Inoltre, nel Donbass non sono nuovi episodi di violenze gratuite ed uccisioni a danni di civili, inclusi anziani, donne e bambini. Il prete russo Vladimir Maretsky, ex prigioniero delle forze anti-separatiste ucraine, racconta di essere stato catturato insieme ad altre 13 persone nel Donbass e di essere stato trasportato in un campo in cui era presente anche la Savchenko. Questa li avrebbe ripetutamente picchiati, torturati e minacciati di morte. Maretsky ricorda il suo sguardo sadico e le sue parole: “Vi useremo per il commercio di organi”.

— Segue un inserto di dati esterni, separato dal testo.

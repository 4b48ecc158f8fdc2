//! Per-process counters sysinfo does not expose: thread count, handle count
//! and private (non-shared) bytes.

use crate::core::process_monitor::{FieldError, FieldResult};

pub struct ProcessExtras {
    pub thread_count: FieldResult<u32>,
    pub handle_count: FieldResult<u32>,
    pub private_bytes: FieldResult<u64>,
}

impl ProcessExtras {
    fn unavailable(error: FieldError) -> Self {
        Self {
            thread_count: Err(error.clone()),
            handle_count: Err(error.clone()),
            private_bytes: Err(error),
        }
    }
}

/// Thread counts for every process, captured in one pass per enumeration.
///
/// Only Windows needs this: elsewhere the count is read per process.
#[derive(Debug, Default)]
pub struct ThreadCounts {
    #[cfg(windows)]
    counts: Option<std::collections::HashMap<u32, u32>>,
}

impl ThreadCounts {
    #[cfg(windows)]
    pub fn capture() -> Self {
        use std::collections::HashMap;
        use std::mem;
        use windows_sys::Win32::Foundation::{CloseHandle, INVALID_HANDLE_VALUE};
        use windows_sys::Win32::System::Diagnostics::ToolHelp::{
            CreateToolhelp32Snapshot, Process32FirstW, Process32NextW, PROCESSENTRY32W,
            TH32CS_SNAPPROCESS,
        };

        unsafe {
            let snapshot = CreateToolhelp32Snapshot(TH32CS_SNAPPROCESS, 0);
            if snapshot == INVALID_HANDLE_VALUE {
                log::debug!("Toolhelp32 process snapshot failed");
                return Self { counts: None };
            }

            let mut counts = HashMap::new();
            let mut entry: PROCESSENTRY32W = mem::zeroed();
            entry.dwSize = mem::size_of::<PROCESSENTRY32W>() as u32;

            if Process32FirstW(snapshot, &mut entry) != 0 {
                loop {
                    counts.insert(entry.th32ProcessID, entry.cntThreads);
                    if Process32NextW(snapshot, &mut entry) == 0 {
                        break;
                    }
                }
            }

            CloseHandle(snapshot);
            Self {
                counts: Some(counts),
            }
        }
    }

    #[cfg(not(windows))]
    pub fn capture() -> Self {
        Self::default()
    }

    #[cfg(windows)]
    fn get(&self, pid: u32) -> FieldResult<u32> {
        match &self.counts {
            Some(counts) => counts.get(&pid).copied().ok_or(FieldError::Exited),
            None => Err(FieldError::Os("process snapshot unavailable".to_string())),
        }
    }
}

#[cfg(target_os = "linux")]
fn field_error(err: std::io::Error) -> FieldError {
    match err.kind() {
        std::io::ErrorKind::PermissionDenied => FieldError::AccessDenied,
        std::io::ErrorKind::NotFound => FieldError::Exited,
        _ => FieldError::Os(err.to_string()),
    }
}

/// Value of a `/proc/<pid>/status` line such as `Threads:\t4`.
#[cfg(target_os = "linux")]
fn status_value(status: &str, key: &str) -> Option<u64> {
    status
        .lines()
        .find_map(|line| line.strip_prefix(key))
        .and_then(|rest| rest.split_whitespace().next())
        .and_then(|value| value.parse().ok())
}

#[cfg(target_os = "linux")]
pub fn read_extras(pid: u32, _threads: &ThreadCounts) -> ProcessExtras {
    use std::fs;

    let status = match fs::read_to_string(format!("/proc/{}/status", pid)) {
        Ok(status) => status,
        Err(e) => return ProcessExtras::unavailable(field_error(e)),
    };

    let thread_count = status_value(&status, "Threads:")
        .map(|n| n as u32)
        .ok_or(FieldError::Unsupported);

    // Kernel threads have no RssAnon line
    let private_bytes = status_value(&status, "RssAnon:")
        .map(|kb| kb * 1024)
        .ok_or(FieldError::Unsupported);

    let handle_count = fs::read_dir(format!("/proc/{}/fd", pid))
        .map(|entries| entries.count() as u32)
        .map_err(field_error);

    ProcessExtras {
        thread_count,
        handle_count,
        private_bytes,
    }
}

#[cfg(windows)]
pub fn read_extras(pid: u32, threads: &ThreadCounts) -> ProcessExtras {
    use std::mem;
    use windows_sys::Win32::Foundation::CloseHandle;
    use windows_sys::Win32::System::ProcessStatus::{
        K32GetProcessMemoryInfo, PROCESS_MEMORY_COUNTERS, PROCESS_MEMORY_COUNTERS_EX,
    };
    use windows_sys::Win32::System::Threading::{
        GetProcessHandleCount, OpenProcess, PROCESS_QUERY_LIMITED_INFORMATION,
    };

    let thread_count = threads.get(pid);

    unsafe {
        let handle = OpenProcess(PROCESS_QUERY_LIMITED_INFORMATION, 0, pid);
        if handle.is_null() {
            // The snapshot needs no process handle, so threads survive a denied open
            return ProcessExtras {
                thread_count,
                ..ProcessExtras::unavailable(FieldError::AccessDenied)
            };
        }

        let mut count: u32 = 0;
        let handle_count = if GetProcessHandleCount(handle, &mut count) != 0 {
            Ok(count)
        } else {
            Err(FieldError::AccessDenied)
        };

        let mut counters: PROCESS_MEMORY_COUNTERS_EX = mem::zeroed();
        counters.cb = mem::size_of::<PROCESS_MEMORY_COUNTERS_EX>() as u32;
        let private_bytes = if K32GetProcessMemoryInfo(
            handle,
            &mut counters as *mut PROCESS_MEMORY_COUNTERS_EX as *mut PROCESS_MEMORY_COUNTERS,
            counters.cb,
        ) != 0
        {
            Ok(counters.PrivateUsage as u64)
        } else {
            Err(FieldError::AccessDenied)
        };

        CloseHandle(handle);

        ProcessExtras {
            thread_count,
            handle_count,
            private_bytes,
        }
    }
}

#[cfg(not(any(target_os = "linux", windows)))]
pub fn read_extras(_pid: u32, _threads: &ThreadCounts) -> ProcessExtras {
    ProcessExtras::unavailable(FieldError::Unsupported)
}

Intanto, la Savchenko è diventata una sorta di eroina nazionale in Ucraina, dove si sono svolte numerose manifestazioni in suo favore sostenute da alcuni Stati dell’Europa occidentale. In occasione del suo processo, alcuni manifestanti hanno rotto le finestre dell’ambasciata russa a Kiev, ed alcuni suoi sostenitori si aggiravano in funzione di “picchetti” di fronte alle ambasciate russe in altre capitali europee. Tali sarebbero i civili sostenitori dell’EU in Ucraina e che il Parlamento Europeo ha deciso di appoggiare. A Mosca un piccolo gruppo di attivisti liberali ha sfilato di fronte alle telecamere di giornalisti stranieri appositamente invitati in precedenza con lo striscione “Perdonaci Nadiya!”.
Irina, la madre di uno dei due giornalisti uccisi, il ventiseienne Anton Voloshin, ha rilasciato delle interviste ai media russi prima di morire per il dolore causatole dalla morte del figlio. Irina aveva solo 53 anni. Mariana, la sorella di Anton, è in cura in una clinica, e non si è ancora ripresa dallo shock subito.
Sembrerebbe, dunque, che eleggendo la Savchenko ad eroina nazionale, l’Ucraina si voglia scegliere un’icona ambigua come propria rappresentante, entrando in contraddizione con la tanto amata immagine tradizionale delle donne con le trecce in abito tipico. D’altro canto, appoggiando l’Ucraina ed il suo governo sciovinista, anche l’Europa si sta macchiando dello stesso delitto: ha deposto la propria immagine di protettrice e promotrice dei diritti umani, per supportare il girone delle armi e della violenza.
Intanto, il verdetto del tribunale di Rostov verrà pronunciato il 21 e 22 marzo. La nuova eroina rischia fino a 25 anni di prigione.